What you need to do
Across the lines of the records below, how many have the string "GrpcPredictionClient" in them? Answer with the number alone.

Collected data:

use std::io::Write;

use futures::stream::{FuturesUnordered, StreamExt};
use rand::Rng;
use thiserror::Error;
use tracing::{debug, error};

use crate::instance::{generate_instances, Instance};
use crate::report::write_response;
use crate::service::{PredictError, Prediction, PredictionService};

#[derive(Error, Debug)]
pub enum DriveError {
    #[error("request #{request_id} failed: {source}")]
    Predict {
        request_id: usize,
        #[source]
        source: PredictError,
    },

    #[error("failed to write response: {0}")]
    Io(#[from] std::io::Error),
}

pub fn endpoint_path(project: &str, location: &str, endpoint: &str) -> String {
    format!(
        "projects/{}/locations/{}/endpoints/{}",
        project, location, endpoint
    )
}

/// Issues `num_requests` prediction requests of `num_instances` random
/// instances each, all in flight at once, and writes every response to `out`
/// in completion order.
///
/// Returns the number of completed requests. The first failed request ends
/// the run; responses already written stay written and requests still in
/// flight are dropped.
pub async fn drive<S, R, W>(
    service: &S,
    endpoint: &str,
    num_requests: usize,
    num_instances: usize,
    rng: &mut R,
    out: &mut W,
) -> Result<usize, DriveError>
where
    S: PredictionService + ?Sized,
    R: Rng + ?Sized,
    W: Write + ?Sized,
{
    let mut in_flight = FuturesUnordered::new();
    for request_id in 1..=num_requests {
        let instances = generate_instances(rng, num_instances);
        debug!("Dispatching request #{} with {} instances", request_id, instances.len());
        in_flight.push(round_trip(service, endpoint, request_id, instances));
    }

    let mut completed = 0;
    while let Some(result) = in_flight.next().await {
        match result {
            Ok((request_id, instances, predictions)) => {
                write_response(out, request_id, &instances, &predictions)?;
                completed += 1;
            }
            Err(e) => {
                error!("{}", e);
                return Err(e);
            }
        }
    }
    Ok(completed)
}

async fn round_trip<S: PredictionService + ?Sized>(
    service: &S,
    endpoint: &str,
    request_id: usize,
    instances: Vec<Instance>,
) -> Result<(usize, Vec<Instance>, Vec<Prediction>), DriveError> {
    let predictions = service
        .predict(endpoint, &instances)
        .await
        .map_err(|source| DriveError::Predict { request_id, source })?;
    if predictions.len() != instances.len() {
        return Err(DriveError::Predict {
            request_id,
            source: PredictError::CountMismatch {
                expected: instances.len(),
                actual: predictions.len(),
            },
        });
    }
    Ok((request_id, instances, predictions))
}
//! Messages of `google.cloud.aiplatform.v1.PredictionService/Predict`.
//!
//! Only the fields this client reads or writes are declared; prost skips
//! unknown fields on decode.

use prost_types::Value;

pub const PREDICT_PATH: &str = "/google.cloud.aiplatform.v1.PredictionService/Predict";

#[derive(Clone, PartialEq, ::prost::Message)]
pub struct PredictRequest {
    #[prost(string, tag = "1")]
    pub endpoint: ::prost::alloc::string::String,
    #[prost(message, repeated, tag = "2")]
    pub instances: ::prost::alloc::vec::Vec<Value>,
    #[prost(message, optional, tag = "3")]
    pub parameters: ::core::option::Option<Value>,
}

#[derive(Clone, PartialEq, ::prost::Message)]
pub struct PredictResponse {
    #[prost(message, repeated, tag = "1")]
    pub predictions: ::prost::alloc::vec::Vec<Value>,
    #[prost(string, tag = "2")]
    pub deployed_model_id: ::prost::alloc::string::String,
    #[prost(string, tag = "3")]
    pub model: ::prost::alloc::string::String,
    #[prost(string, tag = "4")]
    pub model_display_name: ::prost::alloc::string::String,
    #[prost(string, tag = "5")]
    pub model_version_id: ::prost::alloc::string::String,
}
---
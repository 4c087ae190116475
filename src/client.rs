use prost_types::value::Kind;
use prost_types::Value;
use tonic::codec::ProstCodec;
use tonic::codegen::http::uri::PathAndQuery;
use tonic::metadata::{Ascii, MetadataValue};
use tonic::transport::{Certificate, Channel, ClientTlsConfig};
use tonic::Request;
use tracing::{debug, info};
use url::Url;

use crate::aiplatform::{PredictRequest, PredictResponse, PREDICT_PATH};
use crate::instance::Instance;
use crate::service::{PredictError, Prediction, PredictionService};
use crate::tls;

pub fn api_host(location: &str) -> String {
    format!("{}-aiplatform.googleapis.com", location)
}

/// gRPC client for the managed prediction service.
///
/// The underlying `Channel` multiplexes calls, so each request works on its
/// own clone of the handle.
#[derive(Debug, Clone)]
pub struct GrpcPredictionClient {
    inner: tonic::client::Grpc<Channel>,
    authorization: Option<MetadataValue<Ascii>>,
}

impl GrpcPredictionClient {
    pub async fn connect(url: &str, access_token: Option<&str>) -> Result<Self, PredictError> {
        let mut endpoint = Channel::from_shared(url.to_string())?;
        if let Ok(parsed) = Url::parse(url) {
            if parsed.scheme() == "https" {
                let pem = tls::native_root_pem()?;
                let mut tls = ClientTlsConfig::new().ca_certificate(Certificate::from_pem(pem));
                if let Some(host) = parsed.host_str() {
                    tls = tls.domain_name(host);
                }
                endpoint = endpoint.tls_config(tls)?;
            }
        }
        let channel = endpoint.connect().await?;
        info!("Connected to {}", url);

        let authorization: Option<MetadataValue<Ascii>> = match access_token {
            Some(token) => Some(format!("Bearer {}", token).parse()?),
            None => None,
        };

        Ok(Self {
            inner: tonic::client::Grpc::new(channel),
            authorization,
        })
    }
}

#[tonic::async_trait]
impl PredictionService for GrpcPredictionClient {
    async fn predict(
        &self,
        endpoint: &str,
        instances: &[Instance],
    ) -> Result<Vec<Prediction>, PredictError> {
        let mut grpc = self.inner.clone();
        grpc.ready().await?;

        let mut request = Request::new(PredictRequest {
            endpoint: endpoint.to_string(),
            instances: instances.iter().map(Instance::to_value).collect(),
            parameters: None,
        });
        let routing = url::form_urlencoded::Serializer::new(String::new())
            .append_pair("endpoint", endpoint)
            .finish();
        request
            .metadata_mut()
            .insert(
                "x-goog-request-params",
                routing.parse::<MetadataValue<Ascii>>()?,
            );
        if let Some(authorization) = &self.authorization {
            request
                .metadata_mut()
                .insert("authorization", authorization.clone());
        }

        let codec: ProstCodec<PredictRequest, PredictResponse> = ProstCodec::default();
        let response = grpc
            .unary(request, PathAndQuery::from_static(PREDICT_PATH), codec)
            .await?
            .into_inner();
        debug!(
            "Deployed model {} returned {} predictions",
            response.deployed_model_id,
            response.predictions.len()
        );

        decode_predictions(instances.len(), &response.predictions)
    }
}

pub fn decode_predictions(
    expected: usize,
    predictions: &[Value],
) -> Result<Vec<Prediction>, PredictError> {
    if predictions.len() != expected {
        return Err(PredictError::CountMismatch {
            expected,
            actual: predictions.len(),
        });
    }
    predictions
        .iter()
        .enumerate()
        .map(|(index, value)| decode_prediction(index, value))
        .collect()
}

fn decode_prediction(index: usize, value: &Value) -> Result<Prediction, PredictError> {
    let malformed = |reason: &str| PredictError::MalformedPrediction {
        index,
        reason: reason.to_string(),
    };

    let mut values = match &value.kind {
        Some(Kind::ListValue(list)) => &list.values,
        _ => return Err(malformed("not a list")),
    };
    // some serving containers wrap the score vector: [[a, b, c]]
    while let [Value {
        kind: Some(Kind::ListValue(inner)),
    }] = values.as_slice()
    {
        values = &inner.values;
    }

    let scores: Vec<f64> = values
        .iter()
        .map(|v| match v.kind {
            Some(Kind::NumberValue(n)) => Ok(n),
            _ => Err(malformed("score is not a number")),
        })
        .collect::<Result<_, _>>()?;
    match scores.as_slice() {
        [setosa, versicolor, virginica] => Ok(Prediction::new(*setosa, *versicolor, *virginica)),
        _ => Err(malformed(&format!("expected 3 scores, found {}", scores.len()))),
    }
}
---
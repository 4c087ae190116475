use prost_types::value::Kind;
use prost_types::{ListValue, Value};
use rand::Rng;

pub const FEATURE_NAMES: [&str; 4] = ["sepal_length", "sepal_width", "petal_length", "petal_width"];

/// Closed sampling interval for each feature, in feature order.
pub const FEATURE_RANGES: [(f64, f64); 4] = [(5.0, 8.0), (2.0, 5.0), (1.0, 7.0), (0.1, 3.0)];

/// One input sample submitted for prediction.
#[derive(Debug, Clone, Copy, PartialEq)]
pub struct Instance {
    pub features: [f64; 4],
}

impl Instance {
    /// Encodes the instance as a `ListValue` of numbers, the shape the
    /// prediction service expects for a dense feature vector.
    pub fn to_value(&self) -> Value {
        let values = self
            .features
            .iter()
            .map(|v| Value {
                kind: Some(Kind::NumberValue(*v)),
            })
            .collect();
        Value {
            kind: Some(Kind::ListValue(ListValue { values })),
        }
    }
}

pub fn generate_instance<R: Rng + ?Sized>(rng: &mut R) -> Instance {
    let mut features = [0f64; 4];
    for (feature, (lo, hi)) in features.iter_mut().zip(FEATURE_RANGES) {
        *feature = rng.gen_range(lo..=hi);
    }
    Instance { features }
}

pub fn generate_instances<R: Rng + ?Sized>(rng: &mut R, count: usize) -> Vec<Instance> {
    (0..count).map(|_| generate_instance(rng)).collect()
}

Written reply
3